One of the first of these kinds was that of Cluny. It draws its name from the small village of Cluny, close to Mâcon, where a Benedictine abbey reformed were founded in 909 by Guillaume I {{er}}, duke of Aquitaine and count of Auvergne, which placed it under the direction of Bernon, abbot of Beaume. Odon, often described like the founder of the order, then succeeded to him. The fame of Cluny extended far beyond the monastery from origin. Its rigid rule was adopted by a great number of old bénédictines abbeys which were affiliated at the head office, and the new monasteries, increasingly many, wished all to be attached to Cluny. At the end of the 12th century, the number of monasteries affiliated to Cluny in Western Europe reached 2000. The establishment of Cluny was one of largest and splendid of France. One can have an good idea of his dimensions thanks to the Pape Innocent IV, which visited Cluny accompanied by twelve cardinals, a patriarch, three archbishops, the two generals of Cartusiens and Cisterciens, King Saint-Louis and three of its sons, of the queen-mother, Baldwin, of the count of Flanders, of the emperor of Constantinople, the duke of Burgundy and six Lords. All placed within the monastery with their continuations, without causing the least disturbance with the monks. The near total of the buildings of the abbey, including the monumental church, were sold like national goods, then destroyed at the end of the 18th century.

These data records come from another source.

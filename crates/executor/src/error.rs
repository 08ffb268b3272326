// SPDX-License-Identifier: BUSL-1.1
// Copyright (c) 2026 Alfred Jean LLC

use thiserror::Error;

/// Error kinds raised by a call through the instrument executor.
#[derive(Debug, Error, Clone)]
pub enum ExecutorError {
    #[error("instrument call to '{target}' timed out")]
    Timeout { target: String },

    #[error("instrument '{target}' reported a driver async error: {message}")]
    Instrument { target: String, message: String },

    #[error("lock holder conflict acquiring {instruments:?} for mission '{mission}'")]
    Lock { mission: String, instruments: Vec<String> },

    #[error("invalid arguments for step against '{target}': {message}")]
    CommandArgument { target: String, message: String },

    #[error("transport error calling '{target}': {message}")]
    Connection { target: String, message: String },
}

In Cluny, the church and the general plan of the unit resemble in a way striking the Cathédrale of Lincoln. The church Cluny III was very vast: more than 141 m length on 65 m broad. The chorus ends in a semicircular apse surrounded by 5 also semicircular vaults. The western entry was consisted of the flanked narthex of two turns. In the south of the church the court of the immense cloister was, placed much more at the west that with the accustomed one. In the south of the cloister the refectory, an imposing building of approximately 30 meters was out of 20, filled of six lines of tables in length and three transversely. It was decorated portraits of the benefactors of the abbey and objects scriptural. On the wall of the bottom was painted a scene of the Last Jugement. We cannot unfortunately identify the other principal buildings. Remain the house of the abbot, still partially upright close to the entry, the old people's home and very vast bakery.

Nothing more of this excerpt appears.